The SCL transcription factor and differential regulation of macrophage differentiation by LIF, OSM and IL-6.

The SCL gene is a member of the helix-loop-helix family of transcription factors. First identified because of its involvement in a rare chromosome translocation in human T cell acute lymphoblastic leukemia, it is now recognized to be involved in up to 25% of T cell leukemias. Normally within the hemopoietic system the gene is expressed in progenitor cells, erythroid cells, mast cells and megakaryocytes. During macrophage differentiation the level of SCL mRNA and protein becomes undetectable. To examine this further, SCL was over expressed in murine M1 cells.

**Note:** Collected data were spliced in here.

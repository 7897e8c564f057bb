//! # Domain Layer (Inner Hexagon)
//!
//! Formula syntax, values and the entities a cascade works on.
//! No I/O and no async here; the evaluator and the ledger ports build on it.

pub mod ast;
pub mod decimal;
pub mod entities;
pub mod template;
pub mod value;

pub use ast::{Builtin, Expr, Selector};
pub use decimal::{Decimal, DecimalError, RoundingMode};
pub use entities::{
    AaResponse, ChainContext, ResponseBody, StateVarEntry, Trigger, UpdatedStateVar, ValidationState,
};
pub use template::{AaDefinition, AaDefinitionKind, AaDefinitionRecord, Case, Template, TemplateField, TemplateKey};
pub use value::{storage_size, Node, ObjectRef, StoredKind, StoredValue, Value};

This resulted in perturbation of macrophage differentiation induced by leukemia inhibitory factor (LIF) and oncostatin-M (OSM) but not interleukin (IL)-6. Moreover the perturbation of LIF-induced differentiation applied to some components of macrophage differentiation but not others. This suggests that signaling through the gp130 homodimer (as occurs with IL-6) does not utilize an SCL-inhibitable pathway. In contrast the LIF receptor/gp130 heterodimer does utilize an SCL-inhibitable pathway for some elements of macrophage differentiation (e.g., lysozyme induction) but not others (e.g., M-CSF receptor induction).